Exercise
Read the lines below, and copy any that contain the string "AuditRecord".

Records provided
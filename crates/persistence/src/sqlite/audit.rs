//! Audit stream persistence (append-only)

use riskdesk_core::{AuditRecord, Error, Result};
use serde::{Deserialize, Serialize};
use sqlx::SqlitePool;

/// Audit entry stored in database; `details` holds the serialized event
#[derive(Debug, Clone, Serialize, Deserialize, sqlx::FromRow)]
pub struct AuditRow {
    pub seq: i64,
    pub event: String,
    pub details: String,
    pub created_at: Option<String>,
}

/// Append one audit record, keyed by its engine-assigned sequence number
pub async fn append_audit(pool: &SqlitePool, record: &AuditRecord) -> Result<()> {
    let details = serde_json::to_string(&record.event)?;
    sqlx::query(
        r#"
        INSERT INTO audit_log (seq, event, details, created_at)
        VALUES (?, ?, ?, ?)
        "#,
    )
    .bind(record.seq as i64)
    .bind(record.event.name())
    .bind(details)
    .bind(record.timestamp.to_rfc3339())
    .execute(pool)
    .await
    .map_err(|e| Error::Database(e.to_string()))?;

    Ok(())
}

/// Fetch audit records with seq strictly greater than the cursor
pub async fn get_audit_records(pool: &SqlitePool, after_seq: i64, limit: u32) -> Result<Vec<AuditRow>> {
    let rows = sqlx::query_as::<_, AuditRow>(
        r#"
        SELECT seq, event, details, created_at
        FROM audit_log
        WHERE seq > ?
        ORDER BY seq
        LIMIT ?
        "#,
    )
    .bind(after_seq)
    .bind(limit)
    .fetch_all(pool)
    .await
    .map_err(|e| Error::Database(e.to_string()))?;

    Ok(rows)
}

/// Total number of persisted audit records
pub async fn count_audit_records(pool: &SqlitePool) -> Result<u32> {
    let row: (i64,) = sqlx::query_as("SELECT COUNT(*) FROM audit_log")
        .fetch_one(pool)
        .await
        .map_err(|e| Error::Database(e.to_string()))?;

    Ok(row.0 as u32)
}

#[cfg(test)]
mod tests {
    use super::*;
    use crate::Database;
    use riskdesk_core::{AuditEvent, PartyId};

    #[tokio::test]
    async fn test_audit_round_trips_event_payload() {
        let db = Database::connect_in_memory().await.unwrap();
        let record = AuditRecord {
            seq: 1,
            timestamp: chrono::Utc::now(),
            event: AuditEvent::PenaltyApplied {
                id: PartyId::from("acme"),
                penalty: 2_000,
                total_penalties: 2_000,
            },
        };
        append_audit(db.pool(), &record).await.unwrap();
        assert_eq!(count_audit_records(db.pool()).await.unwrap(), 1);
        let rows = get_audit_records(db.pool(), 0, 10).await.unwrap();
        assert_eq!(rows[0].event, "PenaltyApplied");
        let parsed: AuditEvent = serde_json::from_str(&rows[0].details).unwrap();
        assert_eq!(parsed, record.event);
        assert!(get_audit_records(db.pool(), 1, 10).await.unwrap().is_empty());
    }
}
//! Data models shared across the riskdesk crates

pub mod audit;
pub mod counterparty;
pub mod position;
pub mod transaction;

pub use audit::{AuditEvent, AuditRecord};
pub use counterparty::{Counterparty, CounterpartySummary};
pub use position::{Direction, Position};
pub use transaction::TransactionRecord;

Finished task
use riskdesk_core::{AuditRecord, Error, Result};
pub async fn append_audit(pool: &SqlitePool, record: &AuditRecord) -> Result<()> {
        let record = AuditRecord {
pub use audit::{AuditEvent, AuditRecord};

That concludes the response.